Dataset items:
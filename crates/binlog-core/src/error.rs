//! Fatal startup errors shared by the sources and the driver.

use thiserror::Error;

/// A precondition that must hold before streaming begins.
///
/// Any of these aborts the run before the first event is pulled.
#[derive(Debug, Clone, PartialEq, Eq, Error)]
pub enum PreconditionError {
    #[error("missing server_id on {0}")]
    MissingServerId(String),
    #[error("binlog is disabled on {0}")]
    BinlogDisabled(String),
    #[error("binlog_format is '{format}' on {server}, expected 'ROW'")]
    NotRowFormat { server: String, format: String },
    #[error("binlog_row_image is '{image}' on {server}, expected 'FULL'")]
    NotFullRowImage { server: String, image: String },
    #[error("file header of {0} does not match the binlog magic, file may be damaged")]
    BadFileHeader(String),
    #[error("start file {0} is not in the server's binary log list")]
    StartFileNotFound(String),
    #[error("invalid configuration: {0}")]
    InvalidConfig(String),
}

■ **What you are asked to do**:
Repeat the data in its entirety, character for character.

■ **Solution for this problem**:
filename crates/binlog-core/src/error.rs
//! Fatal startup errors shared by the sources and the driver.

use thiserror::Error;

/// A precondition that must hold before streaming begins.
///
/// Any of these aborts the run before the first event is pulled.
#[derive(Debug, Clone, PartialEq, Eq, Error)]
pub enum PreconditionError {
    #[error("missing server_id on {0}")]
    MissingServerId(String),
    #[error("binlog is disabled on {0}")]
    BinlogDisabled(String),
    #[error("binlog_format is '{format}' on {server}, expected 'ROW'")]
    NotRowFormat { server: String, format: String },
    #[error("binlog_row_image is '{image}' on {server}, expected 'FULL'")]
    NotFullRowImage { server: String, image: String },
    #[error("file header of {0} does not match the binlog magic, file may be damaged")]
    BadFileHeader(String),
    #[error("start file {0} is not in the server's binary log list")]
    StartFileNotFound(String),
    #[error("invalid configuration: {0}")]
    InvalidConfig(String),
}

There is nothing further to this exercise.